## [What the task asks]
Your task is to copy each line of the material that holds the word "single".

## [Provided material]
"""

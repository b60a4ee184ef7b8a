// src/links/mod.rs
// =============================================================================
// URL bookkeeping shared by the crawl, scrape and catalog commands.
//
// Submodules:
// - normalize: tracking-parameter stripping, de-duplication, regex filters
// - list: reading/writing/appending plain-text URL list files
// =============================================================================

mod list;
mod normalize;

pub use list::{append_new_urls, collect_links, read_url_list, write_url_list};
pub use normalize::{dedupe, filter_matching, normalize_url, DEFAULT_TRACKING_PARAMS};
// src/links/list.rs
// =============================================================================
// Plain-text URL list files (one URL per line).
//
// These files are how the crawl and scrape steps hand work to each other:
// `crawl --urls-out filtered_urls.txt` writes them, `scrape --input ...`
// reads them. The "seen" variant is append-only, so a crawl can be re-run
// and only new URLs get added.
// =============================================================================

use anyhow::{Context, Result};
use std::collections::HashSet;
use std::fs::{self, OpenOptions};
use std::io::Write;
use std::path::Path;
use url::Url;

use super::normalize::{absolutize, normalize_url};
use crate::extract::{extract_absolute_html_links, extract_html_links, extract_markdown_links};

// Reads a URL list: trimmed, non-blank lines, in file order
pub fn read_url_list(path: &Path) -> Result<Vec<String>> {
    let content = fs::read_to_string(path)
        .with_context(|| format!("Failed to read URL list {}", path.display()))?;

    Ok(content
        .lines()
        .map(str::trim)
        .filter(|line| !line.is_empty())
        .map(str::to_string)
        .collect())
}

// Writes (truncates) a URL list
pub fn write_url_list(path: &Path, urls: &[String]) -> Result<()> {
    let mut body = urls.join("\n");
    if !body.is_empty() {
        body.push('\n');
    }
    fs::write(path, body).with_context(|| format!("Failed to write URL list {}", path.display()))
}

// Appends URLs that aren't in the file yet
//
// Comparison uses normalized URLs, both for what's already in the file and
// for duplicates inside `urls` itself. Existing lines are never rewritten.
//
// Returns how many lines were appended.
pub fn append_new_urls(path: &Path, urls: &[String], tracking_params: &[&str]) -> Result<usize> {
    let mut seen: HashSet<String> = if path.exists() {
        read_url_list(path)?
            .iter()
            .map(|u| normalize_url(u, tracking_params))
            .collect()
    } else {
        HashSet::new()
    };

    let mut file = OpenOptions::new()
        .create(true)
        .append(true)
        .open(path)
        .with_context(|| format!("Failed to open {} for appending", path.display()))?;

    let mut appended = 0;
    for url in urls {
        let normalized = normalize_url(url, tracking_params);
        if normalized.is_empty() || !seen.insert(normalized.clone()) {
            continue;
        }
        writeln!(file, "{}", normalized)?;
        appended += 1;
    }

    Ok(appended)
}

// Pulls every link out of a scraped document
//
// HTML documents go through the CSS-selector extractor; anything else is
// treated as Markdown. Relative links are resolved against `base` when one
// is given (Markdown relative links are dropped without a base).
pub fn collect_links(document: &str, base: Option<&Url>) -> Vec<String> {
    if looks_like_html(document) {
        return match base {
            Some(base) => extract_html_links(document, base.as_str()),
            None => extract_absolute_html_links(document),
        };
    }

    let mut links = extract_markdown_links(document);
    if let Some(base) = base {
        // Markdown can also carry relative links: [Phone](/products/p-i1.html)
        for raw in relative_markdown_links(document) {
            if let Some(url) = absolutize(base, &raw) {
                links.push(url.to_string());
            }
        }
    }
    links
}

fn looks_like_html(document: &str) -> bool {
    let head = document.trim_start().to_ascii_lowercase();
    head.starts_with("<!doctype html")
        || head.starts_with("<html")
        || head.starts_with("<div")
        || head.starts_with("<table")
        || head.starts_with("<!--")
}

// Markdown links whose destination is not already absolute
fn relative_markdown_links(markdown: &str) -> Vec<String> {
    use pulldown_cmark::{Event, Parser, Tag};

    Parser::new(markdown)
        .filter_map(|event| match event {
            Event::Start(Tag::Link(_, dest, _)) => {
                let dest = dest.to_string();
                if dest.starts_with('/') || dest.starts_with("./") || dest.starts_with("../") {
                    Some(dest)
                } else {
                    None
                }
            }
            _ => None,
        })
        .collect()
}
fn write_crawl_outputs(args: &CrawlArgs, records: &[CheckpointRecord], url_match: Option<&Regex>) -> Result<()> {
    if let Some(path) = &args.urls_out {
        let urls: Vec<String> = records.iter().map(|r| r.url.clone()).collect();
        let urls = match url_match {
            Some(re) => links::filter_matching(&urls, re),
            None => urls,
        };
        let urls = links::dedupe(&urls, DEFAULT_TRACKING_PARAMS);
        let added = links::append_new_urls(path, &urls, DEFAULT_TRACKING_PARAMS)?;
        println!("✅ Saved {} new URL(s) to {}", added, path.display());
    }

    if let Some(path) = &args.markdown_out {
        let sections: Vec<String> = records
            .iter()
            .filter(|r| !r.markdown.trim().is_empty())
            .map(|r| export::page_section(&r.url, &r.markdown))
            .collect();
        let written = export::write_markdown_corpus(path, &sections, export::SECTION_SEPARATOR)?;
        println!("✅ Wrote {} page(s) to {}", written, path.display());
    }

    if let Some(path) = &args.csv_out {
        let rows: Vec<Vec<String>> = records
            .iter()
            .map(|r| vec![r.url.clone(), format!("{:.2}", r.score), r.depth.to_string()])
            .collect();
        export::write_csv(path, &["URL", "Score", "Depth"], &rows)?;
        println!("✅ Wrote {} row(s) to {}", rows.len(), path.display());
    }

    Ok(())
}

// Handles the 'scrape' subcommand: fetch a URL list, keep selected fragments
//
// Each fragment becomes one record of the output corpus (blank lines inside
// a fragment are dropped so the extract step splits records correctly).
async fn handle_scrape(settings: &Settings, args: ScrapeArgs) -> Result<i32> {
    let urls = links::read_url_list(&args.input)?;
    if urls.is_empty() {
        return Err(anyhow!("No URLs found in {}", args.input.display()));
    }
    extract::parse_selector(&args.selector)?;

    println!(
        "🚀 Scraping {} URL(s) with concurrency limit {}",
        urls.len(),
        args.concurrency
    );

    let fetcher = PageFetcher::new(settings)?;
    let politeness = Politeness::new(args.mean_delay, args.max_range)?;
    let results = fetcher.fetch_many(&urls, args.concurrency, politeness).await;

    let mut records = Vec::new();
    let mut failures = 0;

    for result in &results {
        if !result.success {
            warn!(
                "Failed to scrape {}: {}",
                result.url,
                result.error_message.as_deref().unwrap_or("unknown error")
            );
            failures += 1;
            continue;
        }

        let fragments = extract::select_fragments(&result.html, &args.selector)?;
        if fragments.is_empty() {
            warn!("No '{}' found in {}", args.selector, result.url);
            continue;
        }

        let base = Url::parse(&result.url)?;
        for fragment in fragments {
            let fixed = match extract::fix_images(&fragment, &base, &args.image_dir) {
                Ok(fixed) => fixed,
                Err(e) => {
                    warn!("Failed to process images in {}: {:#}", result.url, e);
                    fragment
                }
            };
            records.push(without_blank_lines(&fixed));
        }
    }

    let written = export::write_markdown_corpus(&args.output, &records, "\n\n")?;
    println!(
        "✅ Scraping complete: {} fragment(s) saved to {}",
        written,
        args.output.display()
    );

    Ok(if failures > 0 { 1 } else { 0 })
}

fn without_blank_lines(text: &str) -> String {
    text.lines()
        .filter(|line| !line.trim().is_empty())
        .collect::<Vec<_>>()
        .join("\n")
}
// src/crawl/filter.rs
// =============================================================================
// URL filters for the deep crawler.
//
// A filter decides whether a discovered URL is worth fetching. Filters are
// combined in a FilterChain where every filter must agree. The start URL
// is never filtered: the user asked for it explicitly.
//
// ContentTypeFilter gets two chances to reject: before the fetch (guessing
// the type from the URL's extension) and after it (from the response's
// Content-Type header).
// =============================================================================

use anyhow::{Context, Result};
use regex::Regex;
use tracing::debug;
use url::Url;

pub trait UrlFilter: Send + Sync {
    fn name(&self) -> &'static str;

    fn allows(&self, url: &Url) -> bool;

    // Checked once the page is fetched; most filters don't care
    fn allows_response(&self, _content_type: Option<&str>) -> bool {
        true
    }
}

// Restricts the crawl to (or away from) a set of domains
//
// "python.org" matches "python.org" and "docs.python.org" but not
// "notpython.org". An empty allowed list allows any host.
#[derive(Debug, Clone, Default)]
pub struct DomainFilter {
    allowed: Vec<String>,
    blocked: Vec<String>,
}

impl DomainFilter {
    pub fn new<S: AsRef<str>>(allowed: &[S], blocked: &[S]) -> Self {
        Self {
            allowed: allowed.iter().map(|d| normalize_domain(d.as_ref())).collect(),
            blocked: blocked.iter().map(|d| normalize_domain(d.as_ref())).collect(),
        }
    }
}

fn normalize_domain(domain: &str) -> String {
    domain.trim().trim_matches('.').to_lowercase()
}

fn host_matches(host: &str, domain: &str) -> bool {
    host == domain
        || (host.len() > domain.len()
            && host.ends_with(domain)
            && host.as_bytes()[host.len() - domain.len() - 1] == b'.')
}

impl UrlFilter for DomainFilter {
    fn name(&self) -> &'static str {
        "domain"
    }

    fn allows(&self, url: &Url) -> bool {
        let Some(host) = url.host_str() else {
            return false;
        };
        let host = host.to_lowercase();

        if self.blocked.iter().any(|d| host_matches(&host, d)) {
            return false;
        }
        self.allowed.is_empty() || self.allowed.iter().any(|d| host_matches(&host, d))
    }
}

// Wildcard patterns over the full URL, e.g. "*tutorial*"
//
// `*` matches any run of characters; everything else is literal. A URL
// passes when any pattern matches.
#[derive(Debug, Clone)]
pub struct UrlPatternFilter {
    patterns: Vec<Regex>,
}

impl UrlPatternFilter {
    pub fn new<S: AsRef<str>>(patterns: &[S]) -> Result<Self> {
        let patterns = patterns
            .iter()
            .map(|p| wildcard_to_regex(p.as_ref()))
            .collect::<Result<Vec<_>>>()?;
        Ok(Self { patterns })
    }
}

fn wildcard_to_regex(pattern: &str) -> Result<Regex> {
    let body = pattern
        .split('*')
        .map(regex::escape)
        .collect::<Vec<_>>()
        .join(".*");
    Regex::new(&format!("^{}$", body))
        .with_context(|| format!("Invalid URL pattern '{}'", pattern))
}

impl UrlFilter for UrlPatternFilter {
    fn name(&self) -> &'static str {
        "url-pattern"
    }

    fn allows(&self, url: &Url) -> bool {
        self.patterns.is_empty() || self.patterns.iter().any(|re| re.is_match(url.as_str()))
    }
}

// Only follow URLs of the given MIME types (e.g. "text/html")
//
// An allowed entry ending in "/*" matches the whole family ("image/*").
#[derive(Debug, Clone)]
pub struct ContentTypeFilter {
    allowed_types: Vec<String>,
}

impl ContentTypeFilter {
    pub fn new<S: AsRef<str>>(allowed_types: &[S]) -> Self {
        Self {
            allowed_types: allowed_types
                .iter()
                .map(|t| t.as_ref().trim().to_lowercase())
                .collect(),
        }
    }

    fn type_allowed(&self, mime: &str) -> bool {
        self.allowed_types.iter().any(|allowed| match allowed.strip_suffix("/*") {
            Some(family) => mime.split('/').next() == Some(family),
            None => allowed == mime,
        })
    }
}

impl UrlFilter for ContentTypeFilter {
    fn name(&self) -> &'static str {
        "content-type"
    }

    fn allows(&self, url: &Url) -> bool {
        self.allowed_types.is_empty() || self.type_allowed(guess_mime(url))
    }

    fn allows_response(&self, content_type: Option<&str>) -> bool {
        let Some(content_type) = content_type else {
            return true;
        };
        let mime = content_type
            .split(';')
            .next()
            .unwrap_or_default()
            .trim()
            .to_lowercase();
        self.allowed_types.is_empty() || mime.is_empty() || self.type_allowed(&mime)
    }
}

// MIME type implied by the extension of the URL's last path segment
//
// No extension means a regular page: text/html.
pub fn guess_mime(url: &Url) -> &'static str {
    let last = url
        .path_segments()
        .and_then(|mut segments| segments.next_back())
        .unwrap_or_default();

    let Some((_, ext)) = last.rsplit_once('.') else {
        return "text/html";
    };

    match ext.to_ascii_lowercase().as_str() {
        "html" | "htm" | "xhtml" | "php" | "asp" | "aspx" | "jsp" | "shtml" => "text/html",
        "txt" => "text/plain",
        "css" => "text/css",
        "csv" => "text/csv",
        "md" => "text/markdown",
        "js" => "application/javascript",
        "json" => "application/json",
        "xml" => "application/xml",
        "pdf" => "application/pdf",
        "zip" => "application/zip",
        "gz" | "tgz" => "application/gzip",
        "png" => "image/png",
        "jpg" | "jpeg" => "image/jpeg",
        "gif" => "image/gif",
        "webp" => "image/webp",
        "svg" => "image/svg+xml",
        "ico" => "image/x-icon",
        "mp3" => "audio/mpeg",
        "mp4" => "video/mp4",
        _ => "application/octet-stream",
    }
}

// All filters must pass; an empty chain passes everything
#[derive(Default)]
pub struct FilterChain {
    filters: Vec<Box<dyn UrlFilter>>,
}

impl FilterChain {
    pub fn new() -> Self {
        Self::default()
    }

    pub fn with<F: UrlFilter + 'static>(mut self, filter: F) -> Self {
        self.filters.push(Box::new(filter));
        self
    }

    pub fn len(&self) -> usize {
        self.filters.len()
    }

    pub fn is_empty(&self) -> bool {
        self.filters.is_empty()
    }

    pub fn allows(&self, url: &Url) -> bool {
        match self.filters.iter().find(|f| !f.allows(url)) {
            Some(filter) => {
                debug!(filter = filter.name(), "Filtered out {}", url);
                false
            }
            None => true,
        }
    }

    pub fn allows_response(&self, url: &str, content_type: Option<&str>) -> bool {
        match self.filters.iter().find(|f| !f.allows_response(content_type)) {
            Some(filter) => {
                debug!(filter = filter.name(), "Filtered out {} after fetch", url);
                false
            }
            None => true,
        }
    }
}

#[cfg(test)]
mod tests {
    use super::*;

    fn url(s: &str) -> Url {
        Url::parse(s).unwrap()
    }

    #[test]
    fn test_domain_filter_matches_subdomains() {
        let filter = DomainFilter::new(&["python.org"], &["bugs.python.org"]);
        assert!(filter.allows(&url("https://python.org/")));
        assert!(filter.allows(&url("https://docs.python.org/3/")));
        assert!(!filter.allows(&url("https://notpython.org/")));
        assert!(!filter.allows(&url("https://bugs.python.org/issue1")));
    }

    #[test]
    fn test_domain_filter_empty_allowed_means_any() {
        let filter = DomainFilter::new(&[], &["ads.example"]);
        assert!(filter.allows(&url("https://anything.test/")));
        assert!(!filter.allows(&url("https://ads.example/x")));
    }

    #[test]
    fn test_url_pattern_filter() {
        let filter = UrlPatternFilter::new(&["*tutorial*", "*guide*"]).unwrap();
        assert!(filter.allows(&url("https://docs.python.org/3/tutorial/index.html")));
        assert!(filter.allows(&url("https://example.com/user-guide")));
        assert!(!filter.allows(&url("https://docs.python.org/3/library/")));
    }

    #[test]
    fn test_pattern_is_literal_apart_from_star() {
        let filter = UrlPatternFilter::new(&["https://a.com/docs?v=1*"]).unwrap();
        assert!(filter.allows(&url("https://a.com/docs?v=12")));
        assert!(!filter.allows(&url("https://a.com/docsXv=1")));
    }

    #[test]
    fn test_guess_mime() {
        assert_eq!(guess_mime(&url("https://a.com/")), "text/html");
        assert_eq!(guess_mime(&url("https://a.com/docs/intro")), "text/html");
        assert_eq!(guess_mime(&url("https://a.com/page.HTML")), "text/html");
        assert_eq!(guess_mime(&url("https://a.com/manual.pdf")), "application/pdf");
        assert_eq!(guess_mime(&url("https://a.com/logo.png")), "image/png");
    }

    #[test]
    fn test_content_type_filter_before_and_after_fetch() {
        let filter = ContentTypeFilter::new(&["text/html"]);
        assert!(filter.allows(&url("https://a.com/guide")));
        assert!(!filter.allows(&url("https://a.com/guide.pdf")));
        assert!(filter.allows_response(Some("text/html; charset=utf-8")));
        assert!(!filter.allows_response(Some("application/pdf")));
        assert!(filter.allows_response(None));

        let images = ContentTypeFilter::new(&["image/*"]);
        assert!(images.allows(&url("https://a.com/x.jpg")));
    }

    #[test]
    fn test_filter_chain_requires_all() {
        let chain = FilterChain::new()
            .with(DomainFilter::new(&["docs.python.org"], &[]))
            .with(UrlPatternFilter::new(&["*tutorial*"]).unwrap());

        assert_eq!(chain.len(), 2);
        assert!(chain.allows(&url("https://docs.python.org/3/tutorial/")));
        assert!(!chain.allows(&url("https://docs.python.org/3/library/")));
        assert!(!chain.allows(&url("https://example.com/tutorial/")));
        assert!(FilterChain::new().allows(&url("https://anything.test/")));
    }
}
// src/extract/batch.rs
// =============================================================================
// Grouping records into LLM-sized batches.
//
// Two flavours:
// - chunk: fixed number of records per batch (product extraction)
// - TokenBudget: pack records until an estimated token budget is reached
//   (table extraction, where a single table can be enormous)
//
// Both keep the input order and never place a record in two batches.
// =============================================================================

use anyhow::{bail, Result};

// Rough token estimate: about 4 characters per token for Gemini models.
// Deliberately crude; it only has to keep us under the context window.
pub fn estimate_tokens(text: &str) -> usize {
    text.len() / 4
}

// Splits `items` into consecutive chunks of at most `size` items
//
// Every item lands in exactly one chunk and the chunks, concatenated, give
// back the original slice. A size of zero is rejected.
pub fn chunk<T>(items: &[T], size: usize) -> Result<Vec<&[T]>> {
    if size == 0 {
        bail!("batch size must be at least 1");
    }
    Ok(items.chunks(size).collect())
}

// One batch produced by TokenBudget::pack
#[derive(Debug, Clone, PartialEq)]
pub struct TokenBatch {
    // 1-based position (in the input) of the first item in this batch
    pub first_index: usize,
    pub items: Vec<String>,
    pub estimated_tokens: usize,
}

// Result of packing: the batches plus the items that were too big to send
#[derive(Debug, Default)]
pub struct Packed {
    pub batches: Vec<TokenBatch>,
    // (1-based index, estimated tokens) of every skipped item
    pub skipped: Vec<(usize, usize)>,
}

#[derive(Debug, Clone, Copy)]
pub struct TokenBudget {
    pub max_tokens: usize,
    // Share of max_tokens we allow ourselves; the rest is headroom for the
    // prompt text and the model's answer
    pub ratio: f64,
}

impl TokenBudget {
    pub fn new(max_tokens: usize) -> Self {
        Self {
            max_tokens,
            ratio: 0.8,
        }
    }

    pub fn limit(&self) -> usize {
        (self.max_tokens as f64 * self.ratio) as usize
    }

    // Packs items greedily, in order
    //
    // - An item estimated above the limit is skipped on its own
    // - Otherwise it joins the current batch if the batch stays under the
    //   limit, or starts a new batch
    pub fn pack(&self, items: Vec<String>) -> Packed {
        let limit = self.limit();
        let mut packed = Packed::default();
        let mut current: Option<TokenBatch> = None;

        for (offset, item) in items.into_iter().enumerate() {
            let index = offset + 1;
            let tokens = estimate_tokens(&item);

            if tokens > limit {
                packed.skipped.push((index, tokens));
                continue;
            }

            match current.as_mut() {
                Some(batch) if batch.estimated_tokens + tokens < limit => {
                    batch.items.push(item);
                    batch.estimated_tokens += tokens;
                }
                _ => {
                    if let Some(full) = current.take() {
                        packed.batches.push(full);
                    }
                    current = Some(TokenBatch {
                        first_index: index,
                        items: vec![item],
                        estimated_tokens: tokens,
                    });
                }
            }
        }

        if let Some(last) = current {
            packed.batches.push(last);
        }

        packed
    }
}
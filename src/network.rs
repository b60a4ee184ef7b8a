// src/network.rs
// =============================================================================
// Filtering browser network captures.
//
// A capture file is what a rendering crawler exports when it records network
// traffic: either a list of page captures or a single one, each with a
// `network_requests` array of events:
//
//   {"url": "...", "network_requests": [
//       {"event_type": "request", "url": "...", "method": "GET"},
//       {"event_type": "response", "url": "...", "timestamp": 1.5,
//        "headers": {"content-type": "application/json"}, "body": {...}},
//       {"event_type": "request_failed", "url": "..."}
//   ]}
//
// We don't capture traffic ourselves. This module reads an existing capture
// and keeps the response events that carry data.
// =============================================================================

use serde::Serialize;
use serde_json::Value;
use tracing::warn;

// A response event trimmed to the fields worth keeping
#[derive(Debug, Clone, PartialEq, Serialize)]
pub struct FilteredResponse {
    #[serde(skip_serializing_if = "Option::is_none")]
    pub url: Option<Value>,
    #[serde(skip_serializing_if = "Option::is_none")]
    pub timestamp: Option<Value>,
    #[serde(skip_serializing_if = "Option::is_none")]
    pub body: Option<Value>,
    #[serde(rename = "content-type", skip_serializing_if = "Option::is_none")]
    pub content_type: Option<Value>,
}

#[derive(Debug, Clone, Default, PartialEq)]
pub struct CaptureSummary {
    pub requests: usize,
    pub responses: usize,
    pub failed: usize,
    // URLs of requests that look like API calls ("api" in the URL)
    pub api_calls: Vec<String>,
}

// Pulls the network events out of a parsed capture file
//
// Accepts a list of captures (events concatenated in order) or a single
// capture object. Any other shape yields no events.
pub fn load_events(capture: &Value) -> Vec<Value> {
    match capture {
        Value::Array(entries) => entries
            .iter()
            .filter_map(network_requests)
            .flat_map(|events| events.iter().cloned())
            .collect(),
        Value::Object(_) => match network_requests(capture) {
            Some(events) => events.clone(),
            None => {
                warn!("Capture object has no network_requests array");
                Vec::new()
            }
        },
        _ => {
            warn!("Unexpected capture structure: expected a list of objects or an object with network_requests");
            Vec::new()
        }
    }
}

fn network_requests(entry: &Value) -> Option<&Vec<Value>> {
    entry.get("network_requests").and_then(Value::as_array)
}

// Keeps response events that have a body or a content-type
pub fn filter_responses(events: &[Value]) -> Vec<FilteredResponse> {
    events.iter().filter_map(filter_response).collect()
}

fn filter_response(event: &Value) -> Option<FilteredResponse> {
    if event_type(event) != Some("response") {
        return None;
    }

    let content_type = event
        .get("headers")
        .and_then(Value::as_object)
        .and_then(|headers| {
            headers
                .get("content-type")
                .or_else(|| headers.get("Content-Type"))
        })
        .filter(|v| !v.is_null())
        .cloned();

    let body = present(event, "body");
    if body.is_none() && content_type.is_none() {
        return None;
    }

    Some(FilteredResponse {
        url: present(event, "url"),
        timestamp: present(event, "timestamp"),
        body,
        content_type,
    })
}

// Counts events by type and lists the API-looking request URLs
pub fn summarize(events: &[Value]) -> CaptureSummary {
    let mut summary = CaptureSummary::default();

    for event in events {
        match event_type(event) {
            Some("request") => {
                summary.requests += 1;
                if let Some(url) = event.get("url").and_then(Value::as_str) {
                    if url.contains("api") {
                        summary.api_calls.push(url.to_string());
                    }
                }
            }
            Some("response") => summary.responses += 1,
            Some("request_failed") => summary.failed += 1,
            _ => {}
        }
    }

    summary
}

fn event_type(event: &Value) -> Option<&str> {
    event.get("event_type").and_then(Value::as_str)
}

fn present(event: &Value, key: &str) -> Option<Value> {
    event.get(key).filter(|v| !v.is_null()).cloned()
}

"""

## [Exercise output]
//   (table extraction, where a single table can be enormous)
// traffic: either a list of page captures or a single one, each with a
// Accepts a list of captures (events concatenated in order) or a single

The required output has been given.